Saya adalah pengguna angkot alias angkoters di Bandung. Jika ada orang yang bertanya mengapa saya paling hobi naik kendaraan umum (selain angkot seperti bus damri) saya akan menjawab karena saya malas. Bagi saya terlalu cape harus mengendalikan sebuah kendaraan. Berkendraan di Bandung sangat menguras emosi. Harus kuat iman pula.
Banyaknya yang beralih pada kendaran pribadi membuat penurunan pendapatan buat sopir angkot (katanya sih, gak tau juga ya... aslinya).
[caption id="attachment_351447" align="aligncenter" width="420" caption="Suasana Angkot pada Hari Sabtu Jam 12.30 WIB"][/caption]
Jumlah penumpang yang sedikit, tidak berdesak-desakan membuat saya kadang-kadang bisa sambil membaca buku.
Itu gambarnya muter, saat itu kami hanya bertiga.

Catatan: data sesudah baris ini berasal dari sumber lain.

/// Execute a clean pass over the given categories.
///
/// Each category is re-walked with the same filters the analyzer uses,
/// so a dry run reports exactly what analysis reported. Categories that
/// need elevation are refused outright when the process is not elevated
/// rather than half-cleaned. Returns `SweepError::Busy` when another
/// pass already holds the gate.
pub fn run_clean(
    categories: &[&Category],
    config: &Config,
    gate: &OpGate,
    cancel: &CancelToken,
    options: CleanOptions,
) -> Result<CleanSummary, SweepError> {
    let _guard = gate.try_acquire().ok_or(SweepError::Busy)?;

    let start = Instant::now();
    let resolver = Resolver::from_env();
    let filters = ScanFilters::from_config(config);
    let elevated = elevation::is_elevated();

    let mut summary = CleanSummary::default();

    for category in categories {
        if cancel.is_cancelled() {
            break;
        }

        if category.requires_admin && !elevated && options.mode == CleanMode::Delete {
            tracing::warn!(category = %category.id, "needs elevation, skipping");
            summary.skipped_admin.push(category.id.clone());
            continue;
        }

        let outcome = match category.kind {
            CategoryKind::Files => {
                clean_category(category, &resolver, &filters, cancel, options)
            }
            CategoryKind::EmptyRecycleBin | CategoryKind::FlushDns => {
                special_action(category, options.mode)
            }
        };
        summary.outcomes.push(outcome);
    }

    summary.cancelled = cancel.is_cancelled();
    summary.recalculate();
    summary.duration_secs = start.elapsed().as_secs_f64();

    if options.mode == CleanMode::Delete {
        if let Err(e) = write_clean_log(&summary) {
            tracing::warn!(error = %e, "could not write clean log");
        }
    }
    Ok(summary)
}

/// Append an audit record of what a real clean removed
fn write_clean_log(summary: &CleanSummary) -> Result<()> {
    let dir = Config::logs_dir();
    fs::create_dir_all(&dir).with_context(|| format!("create {}", dir.display()))?;

    let name = format!("sweep-{}.json", chrono::Local::now().format("%Y%m%d-%H%M%S"));
    let path = dir.join(name);
    let contents = serde_json::to_string_pretty(summary)?;
    fs::write(&path, contents).with_context(|| format!("write {}", path.display()))?;
    Ok(())
}

/// Walk one category and remove what matched. The walk happens first
/// and the deletions second, so the tally printed at the end reflects
/// what was actually attempted.
fn clean_category(
    category: &Category,
    resolver: &Resolver,
    filters: &ScanFilters,
    cancel: &CancelToken,
    options: CleanOptions,
) -> CategoryOutcome {
    let mut outcome = CategoryOutcome {
        id: category.id.clone(),
        name: category.name.clone(),
        ..Default::default()
    };

    let report = analyze_category(
        category,
        resolver,
        filters,
        cancel,
        AnalyzeOptions {
            collect_files: true,
            ..Default::default()
        },
    );
    outcome.errors.extend(report.errors);

    // A dry run always reports the analyzer's numbers, even past the
    // operation limits; only a real pass is refused.
    if options.mode == CleanMode::DryRun {
        outcome.files_deleted = report.file_count;
        outcome.bytes_freed = report.size_bytes;
        return outcome;
    }

    if let Err(msg) = safety::validate_clean_operation(report.file_count, report.size_bytes) {
        outcome.errors.push(msg);
        outcome.files_failed = report.file_count;
        return outcome;
    }

    let pb = if options.show_progress {
        let pb = ProgressBar::new(report.files.len() as u64);
        pb.set_style(
            ProgressStyle::default_bar()
                .template("{spinner:.red} [{bar:40.red/blue}] {pos}/{len} Deleting... {msg}")
                .unwrap()
                .progress_chars("━━░"),
        );
        Some(pb)
    } else {
        None
    };

    for entry in &report.files {
        if cancel.is_cancelled() {
            break;
        }
        if let Some(ref pb) = pb {
            pb.set_message(format::truncate(&format::format_path(&entry.path), 40));
            pb.inc(1);
        }

        if safety::is_protected(&entry.path) {
            outcome.files_failed += 1;
            outcome
                .errors
                .push(SweepError::ProtectedPath(entry.path.clone()).to_string());
            continue;
        }

        match delete_file(&entry.path, options) {
            Ok(DeleteOutcome::Deleted) => {
                outcome.files_deleted += 1;
                outcome.bytes_freed += entry.size_bytes;
            }
            Ok(DeleteOutcome::SkippedReadOnly) => {
                outcome.files_skipped += 1;
            }
            Err(e) => {
                outcome.files_failed += 1;
                outcome.errors.push(format!("{}: {:#}", entry.path.display(), e));
            }
        }
    }

    if let Some(pb) = pb {
        pb.finish_and_clear();
    }

    if !cancel.is_cancelled() {
        outcome.dirs_pruned = prune_empty_dirs(&report.directories);
    }

    outcome
}

enum DeleteOutcome {
    Deleted,
    SkippedReadOnly,
}

/// Remove one file, honoring the read-only and secure-wipe settings
fn delete_file(path: &Path, options: CleanOptions) -> Result<DeleteOutcome> {
    let metadata = match fs::symlink_metadata(path) {
        Ok(m) => m,
        // Vanished between walk and delete; nothing to do
        Err(e) if e.kind() == std::io::ErrorKind::NotFound => {
            return Ok(DeleteOutcome::Deleted)
        }
        Err(e) => {
            return Err(e).with_context(|| format!("stat {}", path.display()));
        }
    };

    if metadata.permissions().readonly() {
        if !options.delete_read_only {
            tracing::debug!(path = %path.display(), "read-only, skipping");
            return Ok(DeleteOutcome::SkippedReadOnly);
        }
        let mut perms = metadata.permissions();
        #[allow(clippy::permissions_set_readonly_false)]
        perms.set_readonly(false);
        fs::set_permissions(path, perms)
            .with_context(|| format!("clearing read-only on {}", path.display()))?;
    }

    if options.secure_delete && metadata.is_file() {
        wipe::secure_delete(path, options.secure_passes)
            .with_context(|| format!("secure delete {}", path.display()))?;
    } else {
        fs::remove_file(path).with_context(|| format!("remove {}", path.display()))?;
    }
    Ok(DeleteOutcome::Deleted)
}
//! Path template resolution. Location rules are written with Windows
//! style `%TOKEN%` placeholders; this module expands them from the
//! process environment (with sensible fallbacks) and then expands any
//! glob wildcards against the filesystem.

use std::collections::HashMap;
use std::path::PathBuf;

/// Expands `%TOKEN%` placeholders and glob wildcards in path templates.
/// The token table is captured once so repeated expansion during a
/// scan never re-reads the environment.
#[derive(Debug, Clone, Default)]
pub struct Resolver {
    tokens: HashMap<String, String>,
}

impl Resolver {
    /// Resolver with an explicit token table. Keys are stored
    /// uppercase; lookups are case-insensitive.
    pub fn new(tokens: HashMap<String, String>) -> Self {
        let tokens = tokens
            .into_iter()
            .map(|(k, v)| (k.to_ascii_uppercase(), v))
            .collect();
        Self { tokens }
    }

    /// Capture the standard tokens from the environment. Tokens the
    /// environment does not define fall back to the platform's
    /// conventional directories where one exists; tokens that cannot
    /// be resolved at all are simply absent, and templates using them
    /// expand to nothing.
    pub fn from_env() -> Self {
        let mut tokens = HashMap::new();

        let mut put = |name: &str, fallback: Option<PathBuf>| {
            let value = std::env::var(name)
                .ok()
                .filter(|v| !v.is_empty())
                .or_else(|| fallback.map(|p| p.to_string_lossy().into_owned()));
            if let Some(value) = value {
                tokens.insert(name.to_string(), value);
            }
        };

        put("USERPROFILE", dirs::home_dir());
        put("APPDATA", dirs::config_dir());
        put("LOCALAPPDATA", dirs::data_local_dir());
        put("TEMP", Some(std::env::temp_dir()));
        put("TMP", Some(std::env::temp_dir()));
        put("WINDIR", None);
        put("PROGRAMDATA", None);
        put("PROGRAMFILES", None);

        Self { tokens }
    }

    /// Expand every `%TOKEN%` in a template. Returns `None` when any
    /// token is unknown; the caller drops that location rather than
    /// scanning a path with a literal placeholder in it.
    pub fn expand(&self, template: &str) -> Option<String> {
        let mut out = String::with_capacity(template.len());
        let mut rest = template;

        while let Some(start) = rest.find('%') {
            out.push_str(&rest[..start]);
            let after = &rest[start + 1..];
            match after.find('%') {
                Some(end) => {
                    let token = &after[..end];
                    match self.tokens.get(&token.to_ascii_uppercase()) {
                        Some(value) => out.push_str(value),
                        None => {
                            tracing::debug!(token, template, "unresolved path token");
                            return None;
                        }
                    }
                    rest = &after[end + 1..];
                }
                None => {
                    // Lone percent sign, keep it literally
                    out.push('%');
                    rest = after;
                }
            }
        }
        out.push_str(rest);
        Some(out)
    }

    /// Expand a template to zero or more concrete directories:
    /// `%TOKEN%` substitution, `~` for the home directory, then glob
    /// expansion for any wildcards left in the path.
    pub fn resolve(&self, template: &str) -> Vec<PathBuf> {
        let Some(expanded) = self.expand(template) else {
            return Vec::new();
        };

        let expanded = if let Some(stripped) = expanded.strip_prefix('~') {
            match dirs::home_dir() {
                Some(home) => format!("{}{}", home.to_string_lossy(), stripped),
                None => expanded,
            }
        } else {
            expanded
        };

        if expanded.contains('*') || expanded.contains('?') {
            match glob::glob(&expanded) {
                Ok(entries) => entries.filter_map(|e| e.ok()).collect(),
                Err(e) => {
                    tracing::debug!(template, error = %e, "bad glob in path template");
                    Vec::new()
                }
            }
        } else {
            vec![PathBuf::from(expanded)]
        }
    }
}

Sopirnya juga baik, tidak ugal-ugalan dan juga tidak terlalu pelan, jadi bisa sambil baca buku Gelombang - Dee Lestari.
Bus Damri di Bandung lumayan sudah harus segera diregenerasi, selain tempat duduknya yang gak nyaman (dikiranya kita liliput sampai ada pemotongan kursi buat kursi 3), juga kalau asap knalpotnya bikin Bandung langsung mendung. Hitam pekat.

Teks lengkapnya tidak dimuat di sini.